I’ve never been much of a humor writer. But when Cosmic Daffodil Journal, an online literary magazine, invited under-500-word essays hinged on one or more of the “seven deadly sins”, my funny bone was tickled: Why not write about them all from the perspective of old age?
The editors liked it. You can read it at their website, but you’ll have to pick the little Seven Deadly Sins box and then scroll down to page 122. To start, go => here:
I don’t think I’ve written a story that I really liked that proved so hard to get published.
I offered “Rattlesnakes” to a dozen magazines that focus on nature or the cowboy West, all of which have published some of my work. Most declined with their usual tactful language, but one was more candid — and appalled. “Well told,” the editor wrote, “but contrary to everything we espouse.”

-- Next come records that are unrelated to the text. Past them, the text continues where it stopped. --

//! Scenario sensitivity: fixed multiplier policy and batch runner
//!
//! Every request is projected under three canned scenarios. The multipliers
//! are business policy, not configuration.

use std::fmt;

use rayon::prelude::*;
use serde::{Deserialize, Serialize};

use crate::error::ProjectionError;
use crate::inputs::ProjectInputs;
use crate::projection::{ProjectionEngine, ScenarioResult};

/// The three canned scenarios
#[derive(Debug, Clone, Copy, PartialEq, Eq, Hash, PartialOrd, Ord, Serialize, Deserialize)]
#[serde(rename_all = "snake_case")]
pub enum ScenarioKind {
    Optimistic,
    MostLikely,
    Pessimistic,
}

impl ScenarioKind {
    /// All scenarios in presentation order
    pub const ALL: [ScenarioKind; 3] = [
        ScenarioKind::Optimistic,
        ScenarioKind::MostLikely,
        ScenarioKind::Pessimistic,
    ];

    /// Map key used in serialized output
    pub fn key(&self) -> &'static str {
        match self {
            ScenarioKind::Optimistic => "optimistic",
            ScenarioKind::MostLikely => "most_likely",
            ScenarioKind::Pessimistic => "pessimistic",
        }
    }

    /// Display label stored on the result
    pub fn label(&self) -> &'static str {
        match self {
            ScenarioKind::Optimistic => "Optimistic",
            ScenarioKind::MostLikely => "Most Likely",
            ScenarioKind::Pessimistic => "Pessimistic",
        }
    }

    /// (revenue multiplier, cost multiplier)
    pub fn multipliers(&self) -> (f64, f64) {
        match self {
            ScenarioKind::Optimistic => (1.3, 0.9),
            ScenarioKind::MostLikely => (1.0, 1.0),
            ScenarioKind::Pessimistic => (0.7, 1.15),
        }
    }
}

impl fmt::Display for ScenarioKind {
    fn fmt(&self, f: &mut fmt::Formatter<'_>) -> fmt::Result {
        f.write_str(self.key())
    }
}

/// Results of all three scenarios for one request, keyed by scenario name
#[derive(Debug, Clone, PartialEq, Serialize, Deserialize)]
pub struct ScenarioSet {
    pub optimistic: ScenarioResult,
    pub most_likely: ScenarioResult,
    pub pessimistic: ScenarioResult,
}

impl ScenarioSet {
    pub fn get(&self, kind: ScenarioKind) -> &ScenarioResult {
        match kind {
            ScenarioKind::Optimistic => &self.optimistic,
            ScenarioKind::MostLikely => &self.most_likely,
            ScenarioKind::Pessimistic => &self.pessimistic,
        }
    }

    /// Iterate in presentation order
    pub fn iter(&self) -> impl Iterator<Item = (ScenarioKind, &ScenarioResult)> {
        ScenarioKind::ALL.into_iter().map(move |kind| (kind, self.get(kind)))
    }
}

/// Project all three scenarios for a request
///
/// Fails only when the request does not validate; nothing is computed then.
pub fn run_all_scenarios(inputs: &ProjectInputs) -> Result<ScenarioSet, ProjectionError> {
    let engine = ProjectionEngine::new(inputs)?;
    let run = |kind: ScenarioKind| {
        let (revenue_multiplier, cost_multiplier) = kind.multipliers();
        engine.compute_scenario(revenue_multiplier, cost_multiplier, kind.label())
    };

    Ok(ScenarioSet {
        optimistic: run(ScenarioKind::Optimistic)?,
        most_likely: run(ScenarioKind::MostLikely)?,
        pessimistic: run(ScenarioKind::Pessimistic)?,
    })
}

/// Scenario runner for single and batch requests
///
/// # Example
/// ```ignore
/// let runner = ScenarioRunner::new();
/// let requests = load_inputs_batch("requests.csv")?;
/// for outcome in runner.run_batch(&requests) {
///     let scenarios = outcome?;
///     println!("{}", scenarios.most_likely.npv);
/// }
/// ```
#[derive(Debug, Clone, Copy, Default)]
pub struct ScenarioRunner;

impl ScenarioRunner {
    pub fn new() -> Self {
        Self
    }

    /// Run all scenarios for one request
    pub fn run(&self, inputs: &ProjectInputs) -> Result<ScenarioSet, ProjectionError> {
        run_all_scenarios(inputs)
    }

    /// Run many independent requests in parallel, preserving input order
    pub fn run_batch(&self, requests: &[ProjectInputs]) -> Vec<Result<ScenarioSet, ProjectionError>> {
        log::info!("running {} requests", requests.len());
        requests.par_iter().map(run_all_scenarios).collect()
    }
}
//! Investment request record and its validation

use serde::{Deserialize, Serialize};

use crate::error::ProjectionError;

/// Longest supported projection horizon in years
pub const MAX_PROJECTION_YEARS: u32 = 5;

/// Latest month revenue may start accruing
pub const MAX_REVENUE_START_MONTH: u32 = 36;

/// Parameters of one product investment analysis
///
/// Constructed once per request and never mutated by the engine. Percentages
/// are expressed in whole percent (`5.0` means 5%).
#[derive(Debug, Clone, PartialEq, Serialize, Deserialize)]
pub struct ProjectInputs {
    /// Product being evaluated
    #[serde(default)]
    pub product_name: String,

    /// Market segment the product is sold into
    #[serde(default)]
    pub target_market: String,

    /// Free-text pitch, forwarded to the narrative assessment only
    #[serde(default)]
    pub product_description: String,

    /// One-time cost, charged in year 1 only
    pub initial_investment: f64,

    /// Recurring cost baseline for year 1
    pub annual_operating_cost: f64,

    /// Compounding growth of operating cost from year 2 onwards
    pub annual_cost_growth_pct: f64,

    /// Total market participants
    pub total_addressable_market: u64,

    /// Share of the market that qualifies as prospects (0-100)
    pub qualifying_ratio_pct: f64,

    /// Share of qualified prospects that convert (0-100)
    pub hit_rate_pct: f64,

    /// Revenue per converted customer per year
    pub avg_annual_license: f64,

    /// First month (1-36) in which revenue accrues
    pub revenue_start_month: u32,

    /// Compounding growth of revenue once ramp-up completes
    pub annual_revenue_growth_pct: f64,

    /// Projection horizon in years (1-5)
    pub projection_years: u32,

    /// Annual rate used for NPV discounting
    pub discount_rate_pct: f64,
}

impl ProjectInputs {
    /// Check every documented constraint, reporting the first violation
    pub fn validate(&self) -> Result<(), ProjectionError> {
        non_negative_money("initial_investment", self.initial_investment)?;
        non_negative_money("annual_operating_cost", self.annual_operating_cost)?;
        non_negative_money("avg_annual_license", self.avg_annual_license)?;

        bounded_pct("qualifying_ratio_pct", self.qualifying_ratio_pct)?;
        bounded_pct("hit_rate_pct", self.hit_rate_pct)?;

        finite_pct("annual_cost_growth_pct", self.annual_cost_growth_pct)?;
        finite_pct("annual_revenue_growth_pct", self.annual_revenue_growth_pct)?;
        discount_pct("discount_rate_pct", self.discount_rate_pct)?;

        if !(1..=MAX_PROJECTION_YEARS).contains(&self.projection_years) {
            return Err(ProjectionError::invalid(
                "projection_years",
                format!(
                    "must be between 1 and {}, got {}",
                    MAX_PROJECTION_YEARS, self.projection_years
                ),
            ));
        }

        if !(1..=MAX_REVENUE_START_MONTH).contains(&self.revenue_start_month) {
            return Err(ProjectionError::invalid(
                "revenue_start_month",
                format!(
                    "must be between 1 and {}, got {}",
                    MAX_REVENUE_START_MONTH, self.revenue_start_month
                ),
            ));
        }

        Ok(())
    }

    /// Months elapsed before the start of a projection year
    pub fn months_before_year(&self, year: u32) -> u32 {
        year.saturating_sub(1) * 12
    }

    /// Whether revenue is still ramping up at the start of `year`
    pub fn is_ramping(&self, year: u32) -> bool {
        self.months_before_year(year) < self.revenue_start_month
    }

    /// Months of `year` at or after the revenue start month, clamped to 0-12
    pub fn active_months(&self, year: u32) -> u32 {
        (year * 12 + 1).saturating_sub(self.revenue_start_month).min(12)
    }

    /// Projection year in which revenue first accrues (ceil of start month / 12)
    pub fn ramp_year(&self) -> u32 {
        self.revenue_start_month.div_ceil(12)
    }

    /// Whether revenue starts after the projection horizon ends
    pub fn revenue_beyond_horizon(&self) -> bool {
        self.revenue_start_month > self.projection_years * 12
    }
}

fn non_negative_money(field: &str, value: f64) -> Result<(), ProjectionError> {
    if !value.is_finite() {
        return Err(ProjectionError::invalid(field, "must be a finite amount"));
    }
    if value < 0.0 {
        return Err(ProjectionError::invalid(
            field,
            format!("cannot be negative, got {}", value),
        ));
    }
    Ok(())
}

fn bounded_pct(field: &str, value: f64) -> Result<(), ProjectionError> {
    if !value.is_finite() || !(0.0..=100.0).contains(&value) {
        return Err(ProjectionError::invalid(
            field,
            format!("must be between 0 and 100, got {}", value),
        ));
    }
    Ok(())
}

fn finite_pct(field: &str, value: f64) -> Result<(), ProjectionError> {
    if !value.is_finite() {
        return Err(ProjectionError::invalid(
            field,
            format!("must be a finite rate, got {}", value),
        ));
    }
    Ok(())
}

/// Discount factors divide by `1 + rate`, so the rate must stay above -100
fn discount_pct(field: &str, value: f64) -> Result<(), ProjectionError> {
    if !value.is_finite() || value <= -100.0 {
        return Err(ProjectionError::invalid(
            field,
            format!("must be a finite rate above -100, got {}", value),
        ));
    }
    Ok(())
}

#[cfg(test)]
pub(crate) fn sample_inputs() -> ProjectInputs {
    ProjectInputs {
        product_name: "Ledgerline".to_string(),
        target_market: "Mid-market accounting firms".to_string(),
        product_description: "Automated reconciliation for multi-entity books".to_string(),
        initial_investment: 50_000.0,
        annual_operating_cost: 20_000.0,
        annual_cost_growth_pct: 5.0,
        total_addressable_market: 100_000,
        qualifying_ratio_pct: 10.0,
        hit_rate_pct: 5.0,
        avg_annual_license: 1_000.0,
        revenue_start_month: 6,
        annual_revenue_growth_pct: 10.0,
        projection_years: 3,
        discount_rate_pct: 8.0,
    }
}
//! ROI Projection - deterministic multi-year projection engine for product investments
//!
//! This library provides:
//! - Yearly revenue, cost, profit and cumulative-profit projections
//! - Revenue ramp-up and compounding cost/revenue growth
//! - Scenario sensitivity (optimistic, most likely, pessimistic)
//! - ROI, NPV and payback-month estimation
//! - Report output and a narrative assessment seam for a text-generation service

pub mod error;
pub mod inputs;
pub mod projection;
pub mod scenario;
pub mod report;
pub mod assessment;

// Re-export commonly used types
pub use error::{ProjectionError, DataError, ParseError, AssessmentError};
pub use inputs::ProjectInputs;
pub use projection::{ProjectionEngine, ScenarioResult, YearRow, compute_scenario};
pub use scenario::{ScenarioKind, ScenarioRunner, ScenarioSet, run_all_scenarios};
pub use report::AnalysisReport;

Finally The Museum of Americana accepted it. You’ll understand why it was a hard sell when you read it ==>>there:
I don’t often write to a magazine’s prompt, but when Flora Fiction Literary (which had already published several of my pieces) announced a theme of “festivals,” maximum 1,000 words, I was fairly confident they’d like my recollection of picnicking at Tanglewood.

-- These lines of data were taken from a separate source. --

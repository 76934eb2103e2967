//! Narrative go/no-go assessment built on top of the scenario projections
//!
//! The projections are deterministic; the narrative comes from an injected
//! [`TextCompletionService`]:
//! 1. **Prompt**: typed figures from the request and all three scenarios
//! 2. **Completion**: a single call to the service, no retries
//! 3. **Parsing**: fenced or bare JSON into an [`Assessment`]

mod client;
mod parse;
mod prompt;

pub use client::{Assessor, AssessmentOutcome, TextCompletionService};
pub use parse::{parse_model_json, Assessment};
pub use prompt::{AssessmentPrompt, ScenarioFigures, RESPONSE_FORMAT};
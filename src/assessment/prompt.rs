//! Typed prompt for the go/no-go narrative

use serde::Serialize;

use crate::inputs::ProjectInputs;
use crate::projection::ScenarioResult;
use crate::scenario::ScenarioSet;

/// Instruction block appended to every assessment prompt
pub const RESPONSE_FORMAT: &str = "\
Respond with a single JSON object and nothing else, using exactly these keys:
- \"market_assessment\": string
- \"risk_factors\": array of strings
- \"recommendations\": array of strings
- \"go_no_go\": string, either \"GO\", \"NO-GO\" or \"CONDITIONAL\"
- \"sensitivity_notes\": string";

/// Headline figures of one scenario as substituted into the prompt
#[derive(Debug, Clone, PartialEq, Serialize)]
pub struct ScenarioFigures {
    pub customer_count: u64,
    pub total_revenue: f64,
    pub total_costs: f64,
    pub total_profit: f64,
    pub roi_pct: f64,
    pub npv: f64,
    /// Month number, or `N/A` when payback is not reached
    pub payback_month: String,
}

impl From<&ScenarioResult> for ScenarioFigures {
    fn from(result: &ScenarioResult) -> Self {
        Self {
            customer_count: result.customer_count,
            total_revenue: result.total_revenue,
            total_costs: result.total_costs,
            total_profit: result.total_profit,
            roi_pct: result.roi_pct,
            npv: result.npv,
            payback_month: result.payback_display(),
        }
    }
}

/// Every field the narrative generator receives
#[derive(Debug, Clone, PartialEq, Serialize)]
pub struct AssessmentPrompt {
    pub product_name: String,
    pub target_market: String,
    pub product_description: String,
    pub initial_investment: f64,
    pub annual_operating_cost: f64,
    pub total_addressable_market: u64,
    pub qualifying_ratio_pct: f64,
    pub hit_rate_pct: f64,
    pub avg_annual_license: f64,
    pub revenue_start_month: u32,
    pub projection_years: u32,
    pub discount_rate_pct: f64,
    pub most_likely: ScenarioFigures,
    pub optimistic: ScenarioFigures,
    pub pessimistic: ScenarioFigures,
}

impl AssessmentPrompt {
    pub fn new(inputs: &ProjectInputs, scenarios: &ScenarioSet) -> Self {
        Self {
            product_name: inputs.product_name.clone(),
            target_market: inputs.target_market.clone(),
            product_description: inputs.product_description.clone(),
            initial_investment: inputs.initial_investment,
            annual_operating_cost: inputs.annual_operating_cost,
            total_addressable_market: inputs.total_addressable_market,
            qualifying_ratio_pct: inputs.qualifying_ratio_pct,
            hit_rate_pct: inputs.hit_rate_pct,
            avg_annual_license: inputs.avg_annual_license,
            revenue_start_month: inputs.revenue_start_month,
            projection_years: inputs.projection_years,
            discount_rate_pct: inputs.discount_rate_pct,
            most_likely: (&scenarios.most_likely).into(),
            optimistic: (&scenarios.optimistic).into(),
            pessimistic: (&scenarios.pessimistic).into(),
        }
    }

    /// Render the prompt text
    pub fn render(&self) -> String {
        let mut out = format!(
            "You are a product strategy analyst evaluating a new product investment.\n\n\
             PRODUCT: {}\n\
             TARGET MARKET: {}\n\
             DESCRIPTION: {}\n\n\
             INVESTMENT PARAMETERS:\n\
             - Initial investment: ${:.2}\n\
             - Annual operating cost: ${:.2}\n\
             - Total addressable market: {}\n\
             - Qualifying ratio: {}%\n\
             - Hit rate: {}%\n\
             - Average annual license: ${:.2}\n\
             - Revenue start month: {}\n\
             - Projection horizon: {} years\n\
             - Discount rate: {}%\n\n",
            self.product_name,
            self.target_market,
            self.product_description,
            self.initial_investment,
            self.annual_operating_cost,
            self.total_addressable_market,
            self.qualifying_ratio_pct,
            self.hit_rate_pct,
            self.avg_annual_license,
            self.revenue_start_month,
            self.projection_years,
            self.discount_rate_pct,
        );

        for (title, figures) in [
            ("MOST LIKELY", &self.most_likely),
            ("OPTIMISTIC", &self.optimistic),
            ("PESSIMISTIC", &self.pessimistic),
        ] {
            out.push_str(&render_scenario(title, figures));
        }

        out.push_str(
            "Assess the market opportunity, the main risks, and how sensitive the \
             outcome is to the scenario assumptions.\n\n",
        );
        out.push_str(RESPONSE_FORMAT);
        out.push('\n');
        out
    }
}

fn render_scenario(title: &str, figures: &ScenarioFigures) -> String {
    format!(
        "{} SCENARIO:\n\
         - Customers: {}\n\
         - Total revenue: ${:.2}\n\
         - Total costs: ${:.2}\n\
         - Total profit: ${:.2}\n\
         - ROI: {:.1}%\n\
         - NPV: ${:.2}\n\
         - Payback month: {}\n\n",
        title,
        figures.customer_count,
        figures.total_revenue,
        figures.total_costs,
        figures.total_profit,
        figures.roi_pct,
        figures.npv,
        figures.payback_month,
    )
}

#[cfg(test)]
mod tests {
    use super::*;
    use crate::inputs::sample_inputs;
    use crate::scenario::run_all_scenarios;

    #[test]
    fn test_prompt_carries_scenario_figures() {
        let inputs = sample_inputs();
        let scenarios = run_all_scenarios(&inputs).unwrap();
        let prompt = AssessmentPrompt::new(&inputs, &scenarios);

        assert_eq!(prompt.most_likely.customer_count, 500);
        assert_eq!(prompt.optimistic.customer_count, 650);
        assert_eq!(prompt.pessimistic.customer_count, 350);
        assert_eq!(prompt.most_likely.payback_month, "12");
        assert_eq!(prompt.most_likely.npv, scenarios.most_likely.npv);

        let text = prompt.render();
        assert!(text.contains("PRODUCT: Ledgerline"));
        assert!(text.contains("- Customers: 500"));
        assert!(text.contains("- Total costs: $113050.00"));
        assert!(text.contains("- ROI: 1179.7%"));
        assert!(text.contains("\"sensitivity_notes\""));

        let most_likely = text.find("MOST LIKELY SCENARIO").unwrap();
        let optimistic = text.find("OPTIMISTIC SCENARIO").unwrap();
        let pessimistic = text.find("PESSIMISTIC SCENARIO").unwrap();
        assert!(most_likely < optimistic && optimistic < pessimistic);
    }

    #[test]
    fn test_unreached_payback_renders_na() {
        let mut inputs = sample_inputs();
        inputs.revenue_start_month = 36;
        let scenarios = run_all_scenarios(&inputs).unwrap();
        let prompt = AssessmentPrompt::new(&inputs, &scenarios);

        assert_eq!(prompt.pessimistic.payback_month, "N/A");
        assert!(prompt.render().contains("- Payback month: N/A"));
    }
}
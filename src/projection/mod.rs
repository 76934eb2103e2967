//! Projection engine for yearly scenario projections

mod state;
mod engine;
mod cashflows;
mod money;

pub use state::{ProjectionState, payback_month};
pub use engine::{ProjectionEngine, compute_scenario};
pub use cashflows::{YearRow, ScenarioResult, PAYBACK_NOT_REACHED};
pub use money::{round_to, round_money, discount_factor, npv, MONEY_DECIMALS, PCT_DECIMALS};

They did; it’s out now. You can buy the whole paperback (!!) ==>>here or at Amazon
Occasionally memory goes back to 1966-67, when the Alicia Patterson Foundation sent me with the family to study the governance of two great rivers that traversed both Communist and non-Communist nations — the Danube and the Mekong. Although my reports dealt with government action, there was time to marvel at how people lived — and in Cambodia, one unique way they fished.
Wanderlust Journal liked the account; you can read it ==>there
I’ve tried writing for magazines that only consider 50-word or 100-word pieces, and have even had a few published, but it’s not a genre I’m fond of. Even 500 words usually seems too constrained, but occasionally I find a topic that doesn’t need more than that — and then Panoply is the one I try first. When I sent them a piece on taking my bird feeders down, they accepted it in a short three weeks, telling me (what a writer loves to hear) “The writing quality itself is the winner in this piece.”

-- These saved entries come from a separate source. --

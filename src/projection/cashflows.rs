//! Yearly output structures for scenario projections

use serde::{Deserialize, Serialize};

use super::money::{npv, round_money, round_to, PCT_DECIMALS};

/// Placeholder shown when payback is not reached within the horizon
pub const PAYBACK_NOT_REACHED: &str = "N/A";

/// A single row of projection output for one year
#[derive(Debug, Clone, Copy, PartialEq, Serialize, Deserialize)]
pub struct YearRow {
    pub year: u32,
    pub revenue: f64,
    pub costs: f64,
    pub profit: f64,
    pub cumulative_profit: f64,
}

/// Complete projection of one scenario
///
/// Yearly sequences all have one entry per projection year. Figures are
/// rounded to cents (ROI to one decimal) for presentation.
#[derive(Debug, Clone, PartialEq, Serialize, Deserialize)]
pub struct ScenarioResult {
    /// Scenario display name
    pub label: String,

    pub yearly_revenue: Vec<f64>,
    pub yearly_costs: Vec<f64>,
    pub yearly_profit: Vec<f64>,
    pub cumulative_profit: Vec<f64>,

    pub total_revenue: f64,
    pub total_costs: f64,
    pub total_profit: f64,

    /// Total profit over total costs, in percent
    pub roi_pct: f64,

    /// Yearly profits discounted at the request's discount rate
    pub npv: f64,

    /// Month at which cumulative profit first became non-negative
    pub payback_month: Option<u32>,

    /// Paying customers, constant across years
    pub customer_count: u64,
}

impl ScenarioResult {
    pub fn new(label: impl Into<String>, customer_count: u64) -> Self {
        Self {
            label: label.into(),
            yearly_revenue: Vec::new(),
            yearly_costs: Vec::new(),
            yearly_profit: Vec::new(),
            cumulative_profit: Vec::new(),
            total_revenue: 0.0,
            total_costs: 0.0,
            total_profit: 0.0,
            roi_pct: 0.0,
            npv: 0.0,
            payback_month: None,
            customer_count,
        }
    }

    /// Append a year row
    pub fn add_row(&mut self, row: YearRow) {
        self.yearly_revenue.push(row.revenue);
        self.yearly_costs.push(row.costs);
        self.yearly_profit.push(row.profit);
        self.cumulative_profit.push(row.cumulative_profit);
    }

    /// Compute totals, ROI and NPV from the recorded rows
    pub fn finalize(&mut self, discount_rate_pct: f64) {
        self.total_revenue = round_money(self.yearly_revenue.iter().sum());
        self.total_costs = round_money(self.yearly_costs.iter().sum());
        self.total_profit = round_money(self.total_revenue - self.total_costs);

        self.roi_pct = if self.total_costs > 0.0 {
            round_to(self.total_profit / self.total_costs * 100.0, PCT_DECIMALS)
        } else {
            log::warn!("{}: total costs are zero, reporting ROI as 0", self.label);
            0.0
        };

        self.npv = round_money(npv(&self.yearly_profit, discount_rate_pct));
    }

    /// Number of projected years
    pub fn years(&self) -> usize {
        self.yearly_revenue.len()
    }

    /// Rebuild the yearly table rows
    pub fn rows(&self) -> Vec<YearRow> {
        (0..self.years())
            .map(|idx| YearRow {
                year: idx as u32 + 1,
                revenue: self.yearly_revenue[idx],
                costs: self.yearly_costs[idx],
                profit: self.yearly_profit[idx],
                cumulative_profit: self.cumulative_profit[idx],
            })
            .collect()
    }

    /// Payback month as presented to readers, `N/A` when not reached
    pub fn payback_display(&self) -> String {
        match self.payback_month {
            Some(month) => month.to_string(),
            None => PAYBACK_NOT_REACHED.to_string(),
        }
    }
}

#[cfg(test)]
mod tests {
    use super::*;

    fn row(year: u32, revenue: f64, costs: f64, cumulative_profit: f64) -> YearRow {
        YearRow {
            year,
            revenue,
            costs,
            profit: revenue - costs,
            cumulative_profit,
        }
    }

    #[test]
    fn test_finalize_totals_and_roi() {
        let mut result = ScenarioResult::new("Most Likely", 10);
        result.add_row(row(1, 0.0, 100.0, -100.0));
        result.add_row(row(2, 250.0, 50.0, 100.0));
        result.finalize(0.0);

        assert_eq!(result.years(), 2);
        assert_eq!(result.total_revenue, 250.0);
        assert_eq!(result.total_costs, 150.0);
        assert_eq!(result.total_profit, 100.0);
        assert_eq!(result.roi_pct, 66.7);
        assert_eq!(result.npv, 100.0);
    }

    #[test]
    fn test_zero_costs_report_zero_roi() {
        let mut result = ScenarioResult::new("Optimistic", 1);
        result.add_row(row(1, 500.0, 0.0, 500.0));
        result.finalize(5.0);

        assert_eq!(result.total_costs, 0.0);
        assert_eq!(result.roi_pct, 0.0);
    }

    #[test]
    fn test_rows_round_trip_through_sequences() {
        let mut result = ScenarioResult::new("Pessimistic", 3);
        let rows = vec![row(1, 10.0, 20.0, -10.0), row(2, 40.0, 20.0, 10.0)];
        for r in &rows {
            result.add_row(*r);
        }
        assert_eq!(result.rows(), rows);
    }

    #[test]
    fn test_payback_display() {
        let mut result = ScenarioResult::new("Most Likely", 1);
        assert_eq!(result.payback_display(), "N/A");
        result.payback_month = Some(18);
        assert_eq!(result.payback_display(), "18");
    }
}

You can read it in Panoply, ==>>here
Inlandia, A Literary Journey, invited narratives celebrating what they call the “Inland Empire” of Southern California.
I had such a narrative almost ready to go: Remembering when my college buddy Bill and I visited Death Valley on New Year’s Eve of 1951. As we clambered around an unusual formation of sand dunes, studying the patterns, the wind began to rise.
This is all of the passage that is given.